Stored data:
*** Block opens ***

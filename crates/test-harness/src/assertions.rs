//! Assertion helpers with diagnostic output.
//!
//! Every failure carries expected vs actual and the caller's context label.

use fenestra_layout::{Field, LayoutTree, ValidationResult};
use fenestra_types::Rect;

use crate::helpers::HarnessError;

/// Assert the model passed validation.
pub fn assert_valid(result: &ValidationResult, ctx: &str) -> Result<(), HarnessError> {
    if result.is_valid {
        Ok(())
    } else {
        Err(HarnessError::AssertionFailed {
            detail: format!("[{}] expected a valid model, got {}", ctx, result),
        })
    }
}

/// Assert validation failed on `field`.
pub fn assert_invalid_field(
    result: &ValidationResult,
    field: Field,
    ctx: &str,
) -> Result<(), HarnessError> {
    if result.has_error(field) && !result.is_valid {
        Ok(())
    } else {
        Err(HarnessError::AssertionFailed {
            detail: format!("[{}] expected an error on {}, got {}", ctx, field, result),
        })
    }
}

/// Assert the number of main and upper band regions.
pub fn assert_panel_counts(
    tree: &LayoutTree,
    expected_main: usize,
    expected_upper: usize,
    ctx: &str,
) -> Result<(), HarnessError> {
    let main = tree.main_panels().count();
    let upper = tree.upper_panels().count();
    if main == expected_main && upper == expected_upper {
        Ok(())
    } else {
        Err(HarnessError::AssertionFailed {
            detail: format!(
                "[{}] expected {} main / {} upper regions, got {} / {}",
                ctx, expected_main, expected_upper, main, upper
            ),
        })
    }
}

/// Assert two rectangles match component-wise within `tol`.
pub fn assert_rect_approx(
    actual: &Rect,
    expected: &Rect,
    tol: f64,
    ctx: &str,
) -> Result<(), HarnessError> {
    if actual.approx_eq(expected, tol) {
        Ok(())
    } else {
        Err(HarnessError::AssertionFailed {
            detail: format!("[{}] expected {:?}, got {:?}", ctx, expected, actual),
        })
    }
}

/// Assert every main panel has the same width, within `tol`, equal to `expected`.
pub fn assert_panel_width(
    tree: &LayoutTree,
    expected: f64,
    tol: f64,
    ctx: &str,
) -> Result<(), HarnessError> {
    let widths: Vec<f64> = tree.main_panels().map(|p| p.rect.w).collect();
    if widths.iter().all(|w| (w - expected).abs() <= tol) {
        Ok(())
    } else {
        Err(HarnessError::AssertionFailed {
            detail: format!("[{}] expected panel width {}, got {:?}", ctx, expected, widths),
        })
    }
}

*** Block closes ***

**WHAT IS BEING ASKED:** From the records above, pull every line that carries the word "within".

**OUTPUT OF THE EXERCISE:**
/// Assert two rectangles match component-wise within `tol`.
/// Assert every main panel has the same width, within `tol`, equal to `expected`.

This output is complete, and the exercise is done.